BEGIN MATERIAL FOR THIS EXERCISE

//! Concentration risk over per-scenario loss expectancies.
//!
//! Given the standalone ALEs of a portfolio's scenarios, measures how
//! concentrated the expected loss is: Herfindahl-Hirschman index over ALE
//! shares, Gini coefficient via the rank-sum formula, and top-N shares,
//! with a qualitative level derived from ordered threshold tables.

use cyrisk_core::ratings::RatingScale;

/// Qualitative concentration level, ordered from least to most severe.
#[derive(Clone, Copy, Debug, Default, PartialEq, Eq, PartialOrd, Ord, Hash)]
#[cfg_attr(feature = "serde", derive(serde::Serialize, serde::Deserialize))]
pub enum ConcentrationLevel {
    /// Expected loss spread broadly across scenarios.
    #[default]
    Low,
    /// A handful of scenarios carry a notable share.
    Moderate,
    /// Expected loss visibly dominated by few scenarios.
    High,
    /// A single scenario (or very few) dominates the portfolio.
    VeryHigh,
}

/// Concentration measures for one portfolio.
#[derive(Clone, Debug, Default, PartialEq)]
#[cfg_attr(feature = "serde", derive(serde::Serialize, serde::Deserialize))]
pub struct RiskConcentration {
    /// Herfindahl-Hirschman index: sum of squared ALE shares, in (0, 1]
    /// for a portfolio with positive ALE.
    pub hhi: f64,
    /// Gini coefficient of the ALE distribution, in [0, 1).
    pub gini: f64,
    /// Combined share of the 3 largest scenarios.
    pub top3_share: f64,
    /// Combined share of the 5 largest scenarios.
    pub top5_share: f64,
    /// Qualitative level derived from `hhi` and `top3_share`.
    pub level: ConcentrationLevel,
}

/// HHI thresholds for the qualitative level.
fn hhi_scale() -> RatingScale<ConcentrationLevel> {
    RatingScale::new(
        vec![
            (0.25, ConcentrationLevel::VeryHigh),
            (0.15, ConcentrationLevel::High),
            (0.10, ConcentrationLevel::Moderate),
        ],
        ConcentrationLevel::Low,
    )
}

/// Top-3 share thresholds for the qualitative level.
fn top3_scale() -> RatingScale<ConcentrationLevel> {
    RatingScale::new(
        vec![
            (0.8, ConcentrationLevel::VeryHigh),
            (0.6, ConcentrationLevel::High),
            (0.4, ConcentrationLevel::Moderate),
        ],
        ConcentrationLevel::Low,
    )
}

/// Computes concentration measures from standalone scenario ALEs.
///
/// Negative inputs are treated as zero (an ALE cannot be negative). An
/// empty list or an all-zero portfolio yields zeroed measures at
/// [`ConcentrationLevel::Low`] — the documented degradation, not an error.
///
/// # Examples
///
/// ```rust
/// use cyrisk_portfolio::concentration::{concentration_from_ales, ConcentrationLevel};
///
/// // One dominant scenario.
/// let conc = concentration_from_ales(&[90_000.0, 5_000.0, 5_000.0]);
/// assert!(conc.hhi > 0.8);
/// assert_eq!(conc.level, ConcentrationLevel::VeryHigh);
/// ```
pub fn concentration_from_ales(ales: &[f64]) -> RiskConcentration {
    let ales: Vec<f64> = ales.iter().map(|&a| a.max(0.0)).collect();
    let total: f64 = ales.iter().sum();
    if ales.is_empty() || total <= 0.0 {
        return RiskConcentration::default();
    }

    let mut shares: Vec<f64> = ales.iter().map(|a| a / total).collect();
    let hhi: f64 = shares.iter().map(|s| s * s).sum();

    shares.sort_by(|a, b| b.partial_cmp(a).unwrap_or(std::cmp::Ordering::Equal));
    let top3_share: f64 = shares.iter().take(3).sum();
    let top5_share: f64 = shares.iter().take(5).sum();

    let gini = gini_coefficient(&ales);

    // The level is the more severe of the two threshold lookups, which is
    // exactly the "either condition" rule for each band.
    let level = hhi_scale()
        .classify(hhi)
        .max(top3_scale().classify(top3_share));

    RiskConcentration {
        hhi,
        gini,
        top3_share,
        top5_share,
        level,
    }
}

/// Gini coefficient via the rank-sum formula on ascending-sorted values:
/// `G = (2 Σ i·x_i) / (n Σ x) − (n + 1)/n`, i 1-indexed.
fn gini_coefficient(values: &[f64]) -> f64 {
    let n = values.len();
    let total: f64 = values.iter().sum();
    if n == 0 || total <= 0.0 {
        return 0.0;
    }

    let mut sorted = values.to_vec();
    sorted.sort_by(|a, b| a.partial_cmp(b).unwrap_or(std::cmp::Ordering::Equal));

    let rank_sum: f64 = sorted
        .iter()
        .enumerate()
        .map(|(i, &x)| (i + 1) as f64 * x)
        .sum();

    (2.0 * rank_sum) / (n as f64 * total) - (n as f64 + 1.0) / n as f64
}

END MATERIAL FOR THIS EXERCISE

* TASK TO COMPLETE
Repeat the entries above verbatim, but only from the line that has "index over ALE" down to the line that has "pub struct RiskConcentration", inclusive.

* ANSWER TO THIS PROBLEM
//! concentrated the expected loss is: Herfindahl-Hirschman index over ALE
//! shares, Gini coefficient via the rank-sum formula, and top-N shares,
//! with a qualitative level derived from ordered threshold tables.

use cyrisk_core::ratings::RatingScale;

/// Qualitative concentration level, ordered from least to most severe.
#[derive(Clone, Copy, Debug, Default, PartialEq, Eq, PartialOrd, Ord, Hash)]
#[cfg_attr(feature = "serde", derive(serde::Serialize, serde::Deserialize))]
pub enum ConcentrationLevel {
    /// Expected loss spread broadly across scenarios.
    #[default]
    Low,
    /// A handful of scenarios carry a notable share.
    Moderate,
    /// Expected loss visibly dominated by few scenarios.
    High,
    /// A single scenario (or very few) dominates the portfolio.
    VeryHigh,
}

/// Concentration measures for one portfolio.
#[derive(Clone, Debug, Default, PartialEq)]
#[cfg_attr(feature = "serde", derive(serde::Serialize, serde::Deserialize))]
pub struct RiskConcentration {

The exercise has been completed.